EXERCISE - Word for word, restate the lines from the start of the data down to the line with "if let Some(start)", both included.

Stored items -
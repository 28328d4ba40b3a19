//! Gap-based activity windows.
//!
//! Consecutive events no more than `interrupt_minutes` apart belong to the
//! same window. An event separated from both neighbours by a break belongs to
//! no window.

use crate::types::{round_to, WindowBounds};
use chrono::NaiveDateTime;

/// Gaps and window boundaries for one sorted event sequence.
#[derive(Debug, Clone, Default, PartialEq)]
pub struct Segmentation {
    /// Minutes since the previous event; `None` for the first event and
    /// across every interruption. Same length as the input.
    pub gaps: Vec<Option<f64>>,
    /// Windows in chronological order, never overlapping
    pub windows: Vec<WindowBounds>,
}

/// Absolute minutes between two timestamps, rounded to 2 decimals.
pub fn minutes_between(previous: NaiveDateTime, current: NaiveDateTime) -> f64 {
    let millis = current.signed_duration_since(previous).num_milliseconds();
    round_to((millis as f64 / 60_000.0).abs(), 2)
}

/// Per-event gap to the previous event, nulled above the threshold.
pub fn compute_gaps(timestamps: &[NaiveDateTime], interrupt_minutes: u32) -> Vec<Option<f64>> {
    let limit = f64::from(interrupt_minutes);
    let mut gaps = Vec::with_capacity(timestamps.len());
    if timestamps.is_empty() {
        return gaps;
    }

    gaps.push(None);
    for pair in timestamps.windows(2) {
        let minutes = minutes_between(pair[0], pair[1]);
        gaps.push((minutes <= limit).then_some(minutes));
    }
    gaps
}

/// Window boundaries from a gap sequence.
///
/// A non-null gap at `i` links event `i - 1` to event `i`, so a run of
/// non-null gaps over `i..=j` is one window spanning events `i - 1..=j`.
pub fn windows_from_gaps(gaps: &[Option<f64>]) -> Vec<WindowBounds> {
    let mut windows = Vec::new();
    let mut run_start: Option<usize> = None;

    for (i, gap) in gaps.iter().enumerate().skip(1) {
        match (gap.is_some(), run_start) {
            (true, None) => run_start = Some(i - 1),
            (false, Some(start)) => {
                push_window(&mut windows, start, i - 1);
                run_start = None;
            }
            _ => {}
        }
    }
    if let Some(start) = run_start {
        push_window(&mut windows, start, gaps.len() - 1);
    }

    windows
}

fn push_window(windows: &mut Vec<WindowBounds>, start_index: usize, end_index: usize) {
    if start_index < end_index {
        windows.push(WindowBounds {
            start_index,
            end_index,
        });
    }
}

/// Gaps plus windows for a sorted timestamp sequence.
pub fn compute_windows(timestamps: &[NaiveDateTime], interrupt_minutes: u32) -> Segmentation {
    debug_assert!(
        timestamps.windows(2).all(|w| w[0] <= w[1]),
        "timestamps must be sorted"
    );
    let gaps = compute_gaps(timestamps, interrupt_minutes);
    let windows = windows_from_gaps(&gaps);

    tracing::debug!(
        events = timestamps.len(),
        windows = windows.len(),
        interrupt_minutes,
        "Computed activity windows"
    );

    Segmentation { gaps, windows }
}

SOLUTION TO THIS EXERCISE -
repository 28328d4ba40b3a19
//! Gap-based activity windows.
//!
//! Consecutive events no more than `interrupt_minutes` apart belong to the
//! same window. An event separated from both neighbours by a break belongs to
//! no window.

use crate::types::{round_to, WindowBounds};
use chrono::NaiveDateTime;

/// Gaps and window boundaries for one sorted event sequence.
#[derive(Debug, Clone, Default, PartialEq)]
pub struct Segmentation {
    /// Minutes since the previous event; `None` for the first event and
    /// across every interruption. Same length as the input.
    pub gaps: Vec<Option<f64>>,
    /// Windows in chronological order, never overlapping
    pub windows: Vec<WindowBounds>,
}

/// Absolute minutes between two timestamps, rounded to 2 decimals.
pub fn minutes_between(previous: NaiveDateTime, current: NaiveDateTime) -> f64 {
    let millis = current.signed_duration_since(previous).num_milliseconds();
    round_to((millis as f64 / 60_000.0).abs(), 2)
}

/// Per-event gap to the previous event, nulled above the threshold.
pub fn compute_gaps(timestamps: &[NaiveDateTime], interrupt_minutes: u32) -> Vec<Option<f64>> {
    let limit = f64::from(interrupt_minutes);
    let mut gaps = Vec::with_capacity(timestamps.len());
    if timestamps.is_empty() {
        return gaps;
    }

    gaps.push(None);
    for pair in timestamps.windows(2) {
        let minutes = minutes_between(pair[0], pair[1]);
        gaps.push((minutes <= limit).then_some(minutes));
    }
    gaps
}

/// Window boundaries from a gap sequence.
///
/// A non-null gap at `i` links event `i - 1` to event `i`, so a run of
/// non-null gaps over `i..=j` is one window spanning events `i - 1..=j`.
pub fn windows_from_gaps(gaps: &[Option<f64>]) -> Vec<WindowBounds> {
    let mut windows = Vec::new();
    let mut run_start: Option<usize> = None;

    for (i, gap) in gaps.iter().enumerate().skip(1) {
        match (gap.is_some(), run_start) {
            (true, None) => run_start = Some(i - 1),
            (false, Some(start)) => {
                push_window(&mut windows, start, i - 1);
                run_start = None;
            }
            _ => {}
        }
    }
    if let Some(start) = run_start {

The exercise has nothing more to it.